» **WHAT IS NEEDED**: Each line from the beginning of the entries below through the line that includes "constructing it directly." must be returned exactly as given.

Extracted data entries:
○ ○ ○ ○

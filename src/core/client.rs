// src/core/client.rs

//! `Client`: the public surface (spec §6) composing the Flag Store, the
//! Lifecycle Controller, and the three background workers over a shared
//! Transport/Persistence/EventBuffer. One `Client` is built per environment
//! by `registry::ClientRegistry`; most callers reach it through the
//! registry rather than constructing it directly.

use crate::config::ClientConfig;
use crate::core::errors::FlagsError;
use crate::core::event_buffer::EventBuffer;
use crate::core::lifecycle::{ClientStatus, Lifecycle, StatusCallback};
use crate::core::persistence::Persistence;
use crate::core::store::FlagStore;
use crate::core::store::listener::{Listener, ListenerId};
use crate::core::transport::Transport;
use crate::core::user::User;
use crate::core::value::{ErrorKind, FlagValue, VariationDetail};
use crate::core::workers::{self, WorkerContext};
use serde_json::Value as JsonValue;
use std::collections::HashMap;
use std::sync::Arc;
use std::time::Duration;
use tokio::sync::RwLock;
use tokio::task::JoinHandle;

struct ClientHandles {
    event: JoinHandle<()>,
    polling: JoinHandle<()>,
    streaming: JoinHandle<()>,
}

pub struct Client {
    environment_name: String,
    config: Arc<ClientConfig>,
    shared_user: Arc<RwLock<User>>,
    store: Arc<FlagStore>,
    lifecycle: Arc<Lifecycle>,
    event_buffer: Arc<dyn EventBuffer>,
    transport: Arc<dyn Transport>,
    persistence: Arc<dyn Persistence>,
    handles: std::sync::Mutex<Option<ClientHandles>>,
}

impl Client {
    pub(crate) fn spawn(
        environment_name: String,
        config: Arc<ClientConfig>,
        shared_user: Arc<RwLock<User>>,
        transport: Arc<dyn Transport>,
        persistence: Arc<dyn Persistence>,
        event_buffer: Arc<dyn EventBuffer>,
    ) -> Arc<Self> {
        let offline = config.offline;
        let client = Arc::new(Self {
            environment_name,
            lifecycle: Arc::new(Lifecycle::new(offline, false)),
            store: Arc::new(FlagStore::new()),
            config,
            shared_user,
            event_buffer,
            transport,
            persistence,
            handles: std::sync::Mutex::new(None),
        });
        client.start_workers();
        client
    }

    fn start_workers(self: &Arc<Self>) {
        let ctx = Arc::new(WorkerContext {
            environment_name: self.environment_name.clone(),
            config: self.config.clone(),
            user: self.shared_user.clone(),
            store: self.store.clone(),
            lifecycle: self.lifecycle.clone(),
            event_buffer: self.event_buffer.clone(),
            transport: self.transport.clone(),
            persistence: self.persistence.clone(),
        });
        let event = tokio::spawn(workers::event_sender::run(ctx.clone()));
        let polling = tokio::spawn(workers::polling::run(ctx.clone()));
        let streaming = tokio::spawn(workers::streaming::run(ctx));
        *self.handles.lock().expect("handles lock poisoned") = Some(ClientHandles {
            event,
            polling,
            streaming,
        });
    }

    pub fn environment_name(&self) -> &str {
        &self.environment_name
    }

    pub fn set_status_callback(&self, callback: StatusCallback) {
        self.lifecycle.set_status_callback(callback);
    }

    pub fn is_initialized(&self) -> bool {
        self.lifecycle.is_initialized()
    }

    pub async fn await_initialized(&self, timeout: Duration) -> bool {
        self.lifecycle.await_initialized(timeout).await
    }

    pub fn is_offline(&self) -> bool {
        self.lifecycle.is_offline()
    }

    pub fn set_offline(&self) {
        self.lifecycle.set_offline(true);
    }

    pub fn set_online(&self) {
        self.lifecycle.set_offline(false);
        self.lifecycle.update_status(ClientStatus::Initializing);
    }

    pub fn set_background(&self, background: bool) {
        self.lifecycle.set_background(background);
        if background {
            self.cancel_active_stream();
        }
    }

    /// Reads and clears the live stream handle, then cancels it via the
    /// transport — the Rust expression of `LDi_reinitializeconnection`'s
    /// handle cancellation (spec §9 "opaque stream handle").
    fn cancel_active_stream(&self) {
        let handle = self.lifecycle.take_stream_handle();
        if handle != 0 {
            let transport = self.transport.clone();
            tokio::spawn(async move {
                transport.cancel_read(handle).await;
            });
        }
    }

    /// Called by the registry for every client after the shared user is
    /// replaced (spec §4.1's `identify`): transitions to Initializing,
    /// cancels and reconnects, and tells the event buffer about the new user.
    pub(crate) async fn identify_locally(&self) {
        self.lifecycle.update_status(ClientStatus::Initializing);
        self.cancel_active_stream();
        self.lifecycle.signal_reconnect();
        let user = self.shared_user.read().await.clone();
        self.event_buffer.enqueue_identify(&user).await;
    }

    /// Signals the event worker without waiting for completion, matching
    /// `LDClientFlush`.
    pub fn flush(&self) {
        self.lifecycle.event_notify.notify_waiters();
    }

    pub async fn close(&self) {
        self.lifecycle.update_status(ClientStatus::ShuttingDown);
        self.cancel_active_stream();
        self.lifecycle.signal_close();

        let handles = self.handles.lock().expect("handles lock poisoned").take();
        if let Some(handles) = handles {
            let _ = handles.event.await;
            let _ = handles.polling.await;
            let _ = handles.streaming.await;
        }
    }

    pub fn all_flags(&self) -> HashMap<String, FlagValue> {
        self.store
            .get_all()
            .into_iter()
            .map(|record| (record.key.clone(), record.value.clone()))
            .collect()
    }

    pub async fn save_flags(&self) -> Result<(), FlagsError> {
        let text = self.store.serialize()?;
        let key = self.shared_user.read().await.key.clone();
        self.persistence.save(&self.environment_name, &key, &text).await
    }

    pub async fn restore_flags(&self) -> Result<(), FlagsError> {
        let key = self.shared_user.read().await.key.clone();
        if let Some(text) = self.persistence.load(&self.environment_name, &key).await? {
            self.store.restore(&text)?;
        }
        Ok(())
    }

    pub fn register_listener(&self, key: &str, listener: Listener) -> ListenerId {
        self.store.register_listener(key, listener)
    }

    pub fn unregister_listener(&self, key: &str, id: ListenerId) {
        self.store.unregister_listener(key, id);
    }

    pub fn track(&self, name: &str) {
        self.enqueue_track(name, None, None, false);
    }

    pub fn track_data(&self, name: &str, data: JsonValue) {
        self.enqueue_track(name, Some(data), None, false);
    }

    pub fn track_metric(&self, name: &str, data: JsonValue, metric: f64) {
        self.enqueue_track(name, Some(data), Some(metric), true);
    }

    fn enqueue_track(&self, name: &str, data: Option<JsonValue>, metric: Option<f64>, has_metric: bool) {
        let event_buffer = self.event_buffer.clone();
        let name = name.to_string();
        tokio::spawn(async move {
            event_buffer.enqueue_track(&name, data, metric, has_metric).await;
        });
    }

    pub fn bool_variation(&self, key: &str, default: bool) -> bool {
        self.bool_variation_detail(key, default).value.as_bool().unwrap_or(default)
    }

    pub fn bool_variation_detail(&self, key: &str, default: bool) -> VariationDetail {
        self.variation_detail(key, FlagValue::Bool(default), |value| value.is_boolean())
    }

    pub fn int_variation(&self, key: &str, default: i64) -> i64 {
        self.int_variation_detail(key, default).value.as_i64().unwrap_or(default)
    }

    pub fn int_variation_detail(&self, key: &str, default: i64) -> VariationDetail {
        self.variation_detail(key, FlagValue::from(default), |value| value.is_i64() || value.is_u64())
    }

    pub fn double_variation(&self, key: &str, default: f64) -> f64 {
        self.double_variation_detail(key, default).value.as_f64().unwrap_or(default)
    }

    pub fn double_variation_detail(&self, key: &str, default: f64) -> VariationDetail {
        self.variation_detail(key, FlagValue::from(default), |value| value.is_number())
    }

    pub fn text_variation(&self, key: &str, default: &str) -> String {
        self.text_variation_detail(key, default)
            .value
            .as_str()
            .map(str::to_string)
            .unwrap_or_else(|| default.to_string())
    }

    pub fn text_variation_detail(&self, key: &str, default: &str) -> VariationDetail {
        self.variation_detail(key, FlagValue::from(default), |value| value.is_string())
    }

    pub fn json_variation(&self, key: &str, default: FlagValue) -> FlagValue {
        self.json_variation_detail(key, default).value
    }

    pub fn json_variation_detail(&self, key: &str, default: FlagValue) -> VariationDetail {
        self.variation_detail(key, default, |_| true)
    }

    /// The shared taxonomy behind every typed variation lookup (spec §6's
    /// "Reason/error taxonomy in variation-detail"), parameterized by a
    /// type-compatibility predicate for the requested type.
    fn variation_detail(
        &self,
        key: &str,
        default: FlagValue,
        type_matches: impl Fn(&FlagValue) -> bool,
    ) -> VariationDetail {
        if key.is_empty() {
            let detail = VariationDetail::error(default.clone(), ErrorKind::FlagNotSpecified);
            self.record_evaluation(key, &detail, &default);
            return detail;
        }

        let detail = match self.store.get(key) {
            None => VariationDetail::error(default.clone(), ErrorKind::FlagNotFound),
            Some(record) if !type_matches(&record.value) => {
                VariationDetail::error(default.clone(), ErrorKind::WrongType)
            }
            Some(record) => VariationDetail {
                value: record.value.clone(),
                variation_index: record.variation_index.unwrap_or(-1),
                reason: record.reason.clone(),
            },
        };
        self.record_evaluation(key, &detail, &default);
        detail
    }

    fn record_evaluation(&self, key: &str, detail: &VariationDetail, default: &FlagValue) {
        let event_buffer = self.event_buffer.clone();
        let key = key.to_string();
        let value = detail.value.clone();
        let variation_index = Some(detail.variation_index);
        let reason = detail.reason.clone();
        let default = default.clone();
        tokio::spawn(async move {
            event_buffer
                .enqueue_evaluation(&key, &value, variation_index, reason.as_ref(), &default)
                .await;
        });
    }
}

#[cfg(test)]
mod tests {
    use super::*;
    use crate::core::event_buffer::DefaultEventBuffer;
    use crate::core::persistence::FilePersistence;
    use crate::core::transport::{ResponseCode, StreamSink};

    struct OfflineTransport;

    #[async_trait::async_trait]
    impl Transport for OfflineTransport {
        async fn fetch_flag_snapshot(&self) -> (ResponseCode, Option<String>) {
            (-1, None)
        }
        async fn send_events(&self, _batch_text: String) -> ResponseCode {
            -1
        }
        async fn read_stream(&self, _sink: &dyn StreamSink) -> ResponseCode {
            -1
        }
        async fn cancel_read(&self, _handle: u64) {}
    }

    fn test_client() -> Arc<Client> {
        let config = Arc::new(ClientConfig {
            offline: true,
            ..ClientConfig::for_mobile_key("test-key")
        });
        let dir = tempfile::tempdir().unwrap();
        Client::spawn(
            "default".to_string(),
            config,
            Arc::new(RwLock::new(User::new("user-1"))),
            Arc::new(OfflineTransport),
            Arc::new(FilePersistence::new(dir.into_path())),
            Arc::new(DefaultEventBuffer::new()),
        )
    }

    #[tokio::test]
    async fn type_mismatch_detail_returns_fallback_and_wrong_type_reason() {
        let client = test_client();
        client
            .store
            .apply_put_text(r#"{"beta":{"value":"s","version":1}}"#)
            .unwrap();
        let detail = client.bool_variation_detail("beta", false);
        assert_eq!(detail.value, FlagValue::Bool(false));
        assert_eq!(detail.variation_index, -1);
        assert_eq!(
            detail.reason,
            Some(serde_json::json!({"kind": "ERROR", "errorKind": "WRONG_TYPE"}))
        );
        client.close().await;
    }

    #[tokio::test]
    async fn missing_flag_key_reports_flag_not_specified() {
        let client = test_client();
        let detail = client.bool_variation_detail("", true);
        assert_eq!(detail.variation_index, -1);
        assert_eq!(
            detail.reason,
            Some(serde_json::json!({"kind": "ERROR", "errorKind": "FLAG_NOT_SPECIFIED"}))
        );
        client.close().await;
    }

    #[tokio::test]
    async fn unknown_flag_reports_flag_not_found() {
        let client = test_client();
        let detail = client.bool_variation_detail("missing", true);
        assert_eq!(
            detail.reason,
            Some(serde_json::json!({"kind": "ERROR", "errorKind": "FLAG_NOT_FOUND"}))
        );
        client.close().await;
    }

    #[tokio::test]
    async fn close_returns_after_all_workers_terminate() {
        let client = test_client();
        client.close().await;
        assert!(client.handles.lock().unwrap().is_none());
    }
}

○ ○ ○ ○

» **SOLVED PROBLEM**:
filename src/core/client.rs
// src/core/client.rs

//! `Client`: the public surface (spec §6) composing the Flag Store, the
//! Lifecycle Controller, and the three background workers over a shared
//! Transport/Persistence/EventBuffer. One `Client` is built per environment
//! by `registry::ClientRegistry`; most callers reach it through the
//! registry rather than constructing it directly.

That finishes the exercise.